Paresh Rawal on why he thinks Ranbir Kapoor is like Naseeruddin Shah, demonetisation and his latest film
The politician in Paresh Rawal is yet to be overshadowed by the actor. Clad in blue jeans and a loose shirt when I meet him at a five star hotel, it's evident that Rawal is on familiar turf. So what’s his first love these days — films or the Parliament? “Basically I am an actor so it has to be film sets, but these days I am enjoying my stint in a different way. The experience inside the Parliament is enriching. It helps one learn tricks of the world which helps me polish my craft as an actor,” Rawal says, as we settle down for a chat.
People who have interacted with Paresh Rawal will vouch for his reserve. He hardly engages with people he does not know and intracting with the press seems to be anathema. The cumulative result is that he is perceived as a snob. Is the assessment true? “If I keep appearing in front of them (people and the press) on a regular basis, they themselves will get bored of me. Rest assured, I am not media shy. People who know me and are close to me know this well that I don’t even have an iota of snobbishness. As far as perception goes, it’s difficult to win over perceptions because that’s not tangible. You can’t please everybody,” Rawal explains.
Paresh Rawal has never looked back after he shot into the limelight with his menacing act in Arjun. He was handpicked for the role by director Rahul Rawail after seeing him perform in a play. Rawal, a gifted actor, excelled in virtually every role that was offered to him. He believes that this could happen only because he did not receive formal training from any school. He cites his villainous acts in Dacait, Kabzaa and Sir, which were all inspired from people he knew. “It's difficult for me to get into (the skin of) a villainous character who is an idiot. These days no one is scared of villains. Whatever make-up you apply or weapon you carry, people will never be scared of you. Behude lagte hai hum. If it’s all about portraying a behuda character, might as well make it amusing,” he reasons.

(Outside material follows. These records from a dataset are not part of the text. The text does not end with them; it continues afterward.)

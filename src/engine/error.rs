// src/engine/error.rs

//! What a body can raise, and what the engine turns it into.
//!
//! A body "throws" by returning `Err(Thrown)` (or by panicking). Whatever it
//! throws is normalized into an [`Outcome`] before it reaches the completion
//! callback:
//!
//! - Error-like values become [`Failure::Body`] verbatim.
//! - Anything else (`Value::Undefined`, numbers, strings...) becomes
//!   [`Failure::InvalidException`], keeping the value and its type tag.
//! - [`Pending`] is not a failure at all and becomes [`Outcome::Skipped`].

use std::any::Any;
use std::fmt;

use thiserror::Error;

use crate::types::Value;

/// An Error-like value produced by a body.
#[derive(Debug, Error)]
#[error("{inner}")]
pub struct BodyError {
    inner: anyhow::Error,
}

impl BodyError {
    /// Build from a plain message.
    pub fn msg<M>(message: M) -> Self
    where
        M: fmt::Display + fmt::Debug + Send + Sync + 'static,
    {
        Self {
            inner: anyhow::Error::msg(message),
        }
    }

    /// Wrap any standard error.
    pub fn new<E>(err: E) -> Self
    where
        E: std::error::Error + Send + Sync + 'static,
    {
        Self {
            inner: anyhow::Error::new(err),
        }
    }

    pub fn message(&self) -> String {
        self.inner.to_string()
    }

    pub fn into_inner(self) -> anyhow::Error {
        self.inner
    }
}

impl From<anyhow::Error> for BodyError {
    fn from(inner: anyhow::Error) -> Self {
        Self { inner }
    }
}

/// Cooperative skip sentinel.
#[derive(Debug, Clone, PartialEq, Eq, Error)]
#[error("{message}")]
pub struct Pending {
    message: String,
}

impl Pending {
    pub fn new(message: impl Into<String>) -> Self {
        Self {
            message: message.into(),
        }
    }

    pub fn message(&self) -> &str {
        &self.message
    }
}

impl Default for Pending {
    fn default() -> Self {
        Pending::new("sync skip; aborting execution")
    }
}

/// Anything a body can raise.
#[derive(Debug, Error)]
pub enum Thrown {
    #[error(transparent)]
    Error(BodyError),

    #[error("{0} was thrown")]
    Value(Value),

    #[error(transparent)]
    Skip(Pending),
}

impl Thrown {
    pub fn msg<M>(message: M) -> Self
    where
        M: fmt::Display + fmt::Debug + Send + Sync + 'static,
    {
        Thrown::Error(BodyError::msg(message))
    }

    pub fn error<E>(err: E) -> Self
    where
        E: std::error::Error + Send + Sync + 'static,
    {
        Thrown::Error(BodyError::new(err))
    }

    pub fn value(value: impl Into<Value>) -> Self {
        Thrown::Value(value.into())
    }

    /// The skip sentinel for synchronous bodies: `return Err(Thrown::skip())`.
    pub fn skip() -> Self {
        Thrown::Skip(Pending::default())
    }

    pub fn is_skip(&self) -> bool {
        matches!(self, Thrown::Skip(_))
    }

    /// Recover a thrown value from a caught panic payload.
    ///
    /// String payloads (the `panic!("...")` case) are Error-like. A payload
    /// that is itself a `Thrown` or `Value` (via `std::panic::panic_any`) is
    /// taken as-is; primitive payloads become the matching `Value`.
    pub fn from_panic(payload: Box<dyn Any + Send>) -> Self {
        let payload = match payload.downcast::<Thrown>() {
            Ok(thrown) => return *thrown,
            Err(p) => p,
        };
        let payload = match payload.downcast::<Value>() {
            Ok(value) => return Thrown::Value(*value),
            Err(p) => p,
        };
        if let Some(s) = payload.downcast_ref::<&'static str>() {
            return Thrown::msg(*s);
        }
        if let Some(s) = payload.downcast_ref::<String>() {
            return Thrown::msg(s.clone());
        }
        if let Some(n) = payload.downcast_ref::<i32>() {
            return Thrown::Value(Value::from(*n));
        }
        if let Some(n) = payload.downcast_ref::<i64>() {
            return Thrown::Value(Value::from(*n));
        }
        if let Some(n) = payload.downcast_ref::<f64>() {
            return Thrown::Value(Value::from(*n));
        }
        if let Some(b) = payload.downcast_ref::<bool>() {
            return Thrown::Value(Value::from(*b));
        }
        Thrown::Value(Value::Undefined)
    }
}

impl From<anyhow::Error> for Thrown {
    fn from(err: anyhow::Error) -> Self {
        Thrown::Error(BodyError::from(err))
    }
}

impl From<BodyError> for Thrown {
    fn from(err: BodyError) -> Self {
        Thrown::Error(err)
    }
}

impl From<Pending> for Thrown {
    fn from(pending: Pending) -> Self {
        Thrown::Skip(pending)
    }
}

impl From<Value> for Thrown {
    fn from(value: Value) -> Self {
        Thrown::Value(value)
    }
}

/// Why a run did not pass.
#[derive(Debug, Error)]
pub enum Failure {
    /// The body's own error, propagated verbatim.
    #[error(transparent)]
    Body(BodyError),

    /// The body raised something that is not an error.
    #[error("the {type_tag} {value} was thrown, throw an Error :)")]
    InvalidException { value: Value, type_tag: &'static str },

    /// Deadline expiry, or a completion that arrived after the deadline.
    #[error(
        "Timeout of {timeout_ms}ms exceeded. Ensure the done() callback is being called in this test."
    )]
    Timeout { timeout_ms: u64 },

    /// A completion signal arrived after the unit had already completed.
    #[error("done() called multiple times in {title:?}{}", with_error(.extra))]
    MultipleCompletion { title: String, extra: Option<String> },
}

fn with_error(extra: &Option<String>) -> String {
    match extra {
        Some(message) => format!(" with error: {message}"),
        None => String::new(),
    }
}

impl Failure {
    /// Normalize a thrown value. `Err` carries the skip sentinel, which is
    /// not a failure.
    pub fn from_thrown(thrown: Thrown) -> Result<Failure, Pending> {
        match thrown {
            Thrown::Error(err) => Ok(Failure::Body(err)),
            Thrown::Value(value) => Ok(Failure::InvalidException {
                type_tag: value.type_tag(),
                value,
            }),
            Thrown::Skip(pending) => Err(pending),
        }
    }

    /// Build the duplicate-completion error for an extra signal.
    ///
    /// The extra signal's payload goes through the same normalization as a
    /// first signal before its message is folded in, so `done(42)` twice
    /// reports the invalid-exception text rather than a bare `42`.
    pub fn multiple_completion(title: impl Into<String>, extra: Option<Thrown>) -> Failure {
        let extra = extra.map(|thrown| match Failure::from_thrown(thrown) {
            Ok(failure) => failure.to_string(),
            Err(pending) => pending.to_string(),
        });
        Failure::MultipleCompletion {
            title: title.into(),
            extra,
        }
    }

    pub fn is_timeout(&self) -> bool {
        matches!(self, Failure::Timeout { .. })
    }
}

/// Terminal result of one run.
#[derive(Debug)]
pub enum Outcome {
    Passed,
    Failed(Failure),
    /// The body asked to be skipped. Aggregators should count this as
    /// pending, never as a failure.
    Skipped(Pending),
}

impl Outcome {
    /// Outcome for a completion signal that carried `signal` as its payload.
    pub fn from_signal(signal: Option<Thrown>) -> Outcome {
        match signal {
            None => Outcome::Passed,
            Some(thrown) => match Failure::from_thrown(thrown) {
                Ok(failure) => Outcome::Failed(failure),
                Err(pending) => Outcome::Skipped(pending),
            },
        }
    }

    pub fn is_passed(&self) -> bool {
        matches!(self, Outcome::Passed)
    }

    pub fn is_failed(&self) -> bool {
        matches!(self, Outcome::Failed(_))
    }

    pub fn is_skipped(&self) -> bool {
        matches!(self, Outcome::Skipped(_))
    }

    pub fn failure(&self) -> Option<&Failure> {
        match self {
            Outcome::Failed(failure) => Some(failure),
            _ => None,
        }
    }

    /// Error-shaped view: `None` for a pass, the failure or the skip
    /// sentinel otherwise.
    pub fn error(&self) -> Option<&(dyn std::error::Error + 'static)> {
        match self {
            Outcome::Passed => None,
            Outcome::Failed(failure) => Some(failure),
            Outcome::Skipped(pending) => Some(pending),
        }
    }
}

/// Reasons `run` refuses to start or hands an error straight back.
#[derive(Debug, Error)]
pub enum RunError {
    #[error("{title:?} is pending and must not be run")]
    Pending { title: String },

    #[error("{title:?} has already been run; clone it for another attempt")]
    AlreadyStarted { title: String },

    #[error("{title:?} has an asynchronous body but no Tokio runtime is available")]
    NoRuntime { title: String },

    /// `allow_uncaught` is set and the body raised.
    #[error("uncaught error in {title:?}: {thrown}")]
    Uncaught {
        title: String,
        #[source]
        thrown: Thrown,
    },

    /// Every completion handle was dropped before a result was delivered.
    #[error("{title:?} never delivered a completion")]
    Abandoned { title: String },
}

impl RunError {
    /// The body's raw value for an uncaught error.
    pub fn into_thrown(self) -> Option<Thrown> {
        match self {
            RunError::Uncaught { thrown, .. } => Some(thrown),
            _ => None,
        }
    }
}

His upcoming film Patel Ki Punjabi Shaadi has been compared to 2 States, but Rawal denies any similarities. He maintains that the film is a laugh riot and the Gujarati character that he plays is neither stereotypical nor caricaturish. The film also reunites him with Rishi Kapoor after almost 25 years. The last time the two shared screen space together was for Rajkumar Santoshi’s Damini. So was there a moment when the passage of time hit home? "Never," says Rawal. "Those from the Kapoor clan are such large-hearted people. I never got this feeling that I am acting with him after such a long period. He is a straightforward man.”
Currently he is also busy shooting for Sanjay Dutt’s biopic. The very mention of his co-actor Ranbir Kapoor brings a twinkle to Rawal's eyes and it's fair to conclude that the younger actor has the veteran in thrall with his acting prowess. In fact, Rawal believes that Ranbir is in the same league as Naseeruddin Shah. “An actor is known by his choices and just look at Ranbir’s choices. No one can dare stand in front of him.” He recalls: “When I was acting with Ranbir in the Dutt biopic, I got a feeling which I had experienced when I was acting with Naseer Bhai during Sir 25 years back. There is an actor in front of you to whom you reacting. The feeling was surreal and it happened after 25 years.”
Rawal is, of late, known for his acerbic tone on social media platforms. His Twitter account was in the eye of a storm when he mentioned Arundhati Roy in a tweets about Kashmir. Has his wife ever chided him to tone down his tweets? “She knows that there is no point chiding me but she also knows that I mean every word that I say or write on my social platform. I know that sometimes my style is acidic and harsh but during such cases it becomes impossible for me to keep things inside because of my anger.”
Asking him a political question at this point is irresistible. Is Narendra Modi’s demonetisation exercise a failure in the wake of the RBI’s announcement that over 98 percent of the Rs 500 and 1,000 notes that had been invalidated were returned? “It’s the media that’s giving us the figure and I have yet to go through the official figures," says Rawal. "The final count is yet to be known and this will also be debated inside the Parliament.” Perhaps it's only a matter of time then, before Paresh Rawal, the politician, leaves behind Paresh Rawal, the actor.